Мы находились под постоянным наблюдением эсэсовок и полицаек, старших по бараку и всякой другой охраны. Но даже в этих условиях узницы находили возможность собраться вместе небольшими группами, чтобы поговорить по душам, вспомнить родину, дружеской беседой поддержать ослабевших духом товарищей. Более того, почти два года у нас действовали тайные кружки по изучению иностранных языков и политическому самообразованию.
Руководила группами Евгения Лазаревна Клем.
- Пока нас держат за проволокой даже в самом лагере, - говорила она нам, - но в конце концов фашисты снимут ее. И тогда мы будем вместе с женщинами других национальностей. Надо изучать немецкий. Это нам пригодится в будущей борьбе.
И мы начали учебу. Каждую свободную минутку - а их было так мало - мы использовали для этого.

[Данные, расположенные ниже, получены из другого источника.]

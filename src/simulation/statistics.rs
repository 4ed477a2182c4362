// src/simulation/statistics.rs

//! Statistics for the forward-pass upper bound.
//!
//! A sampled forward pass only estimates the expected cost of the current
//! policy, so the reported bound adds a normal-quantile margin on top of the
//! probability-weighted mean.

/// Coefficients of the rational approximations in [`inverse_normal_cdf`].
const CENTRAL_NUMERATOR: [f64; 6] = [
    -3.969683028665376e1,
    2.209460984245205e2,
    -2.759285104469687e2,
    1.383577518672690e2,
    -3.066479806614716e1,
    2.506628277459239,
];
const CENTRAL_DENOMINATOR: [f64; 5] = [
    -5.447609879822406e1,
    1.615858368580409e2,
    -1.556989798598866e2,
    6.680131188771972e1,
    -1.328068155288572e1,
];
const TAIL_NUMERATOR: [f64; 6] = [
    -7.784894002430293e-3,
    -3.223964580411365e-1,
    -2.400758277161838,
    -2.549732539343734,
    4.374664141464968,
    2.938163982698783,
];
const TAIL_DENOMINATOR: [f64; 4] = [
    7.784695709041462e-3,
    3.224671290700398e-1,
    2.445134137142996,
    3.754408661907416,
];
/// Below this probability (and above its complement) the tail form is used.
const TAIL_SPLIT: f64 = 0.02425;

/// Horner evaluation, highest degree first, with an implicit trailing `1.0`
/// when `monic_tail` is set.
fn horner(coefficients: &[f64], x: f64, monic_tail: bool) -> f64 {
    let value = coefficients.iter().fold(0.0, |acc, &c| acc * x + c);
    if monic_tail {
        value * x + 1.0
    } else {
        value
    }
}

/// Quantile function of the standard normal.
///
/// Piecewise rational approximation with relative error below 1.2e-9 on
/// (0, 1). Returns `±inf` at 0 and 1 and `NaN` outside [0, 1].
pub fn inverse_normal_cdf(p: f64) -> f64 {
    if !(0.0..=1.0).contains(&p) {
        return f64::NAN;
    }
    if p == 0.0 {
        return f64::NEG_INFINITY;
    }
    if p == 1.0 {
        return f64::INFINITY;
    }

    let tail = |q: f64| {
        let t = (-2.0 * q.ln()).sqrt();
        horner(&TAIL_NUMERATOR, t, false) / horner(&TAIL_DENOMINATOR, t, true)
    };
    if p < TAIL_SPLIT {
        tail(p)
    } else if p > 1.0 - TAIL_SPLIT {
        -tail(1.0 - p)
    } else {
        let q = p - 0.5;
        let r = q * q;
        q * horner(&CENTRAL_NUMERATOR, r, false) / horner(&CENTRAL_DENOMINATOR, r, true)
    }
}

/// Quantile used for a two-sided interval at level `confidence`:
/// `z = Φ⁻¹(1 − (1 − confidence) / 2)`. About 2.326 at 98%.
pub fn confidence_z(confidence: f64) -> f64 {
    inverse_normal_cdf(1.0 - (1.0 - confidence) / 2.0)
}

/// Probability-weighted cost summary of one forward pass.
#[derive(Debug, Clone, Copy, PartialEq)]
pub struct CostEstimate {
    pub mean: f64,
    /// Standard error of the mean, `0.0` for an exhaustive pass.
    pub std_error: f64,
    /// `mean + z * std_error`
    pub bound: f64,
}

impl CostEstimate {
    /// Summarises `costs[m]` weighted by `probabilities[m]`.
    ///
    /// With `exhaustive` set the weights cover the whole tree, the mean is the
    /// exact expected cost and no margin is added.
    pub fn from_paths(costs: &[f64], probabilities: &[f64], exhaustive: bool, z: f64) -> Self {
        let total: f64 = probabilities.iter().sum();
        if costs.is_empty() || total <= 0.0 {
            return Self {
                mean: 0.0,
                std_error: 0.0,
                bound: 0.0,
            };
        }
        let mean = costs.iter().zip(probabilities).map(|(c, p)| p * c).sum::<f64>() / total;
        if exhaustive {
            return Self {
                mean,
                std_error: 0.0,
                bound: mean,
            };
        }

        let spread: f64 = costs
            .iter()
            .zip(probabilities)
            .map(|(c, p)| p * (c - mean).powi(2))
            .sum();
        let std_error = (spread / (costs.len() as f64 * total)).sqrt();
        Self {
            mean,
            std_error,
            bound: mean + z * std_error,
        }
    }
}
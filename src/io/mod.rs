pub mod generator;
pub mod instance_file;
pub mod reporting;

В Равенсбрюке томилось немало немецких коммунисток. Они подходили к колючей проволоке, окружавшей наш барак, знаками выражали нам свое сочувствие и дружбу, пытались поговорить с нами. Это была наша "практика".
Все эти занятия сплотили нас в тесную группу единомышленниц, и вскоре представился первый случай показать мучителям, что мы не покорились им.
Группа наших женщин работала на пошивке лагерной одежды. Они никогда не выполняли норм. За это их зверски избивала. Нередки были случаи, когда женщин выносили из бетриба в бессознательном состоянии. Но саботаж продолжался.
Гитлеровцы пытались подкупить русских узниц. Они выпустили внутрилагерные деньги. Это были ничего не значащие бумажки, на них нечего было купить, а в лагере не было ни ларька, ни магазина. Эсэсовки пообещали выдавать марку тому, кто выполнит за день всю работу.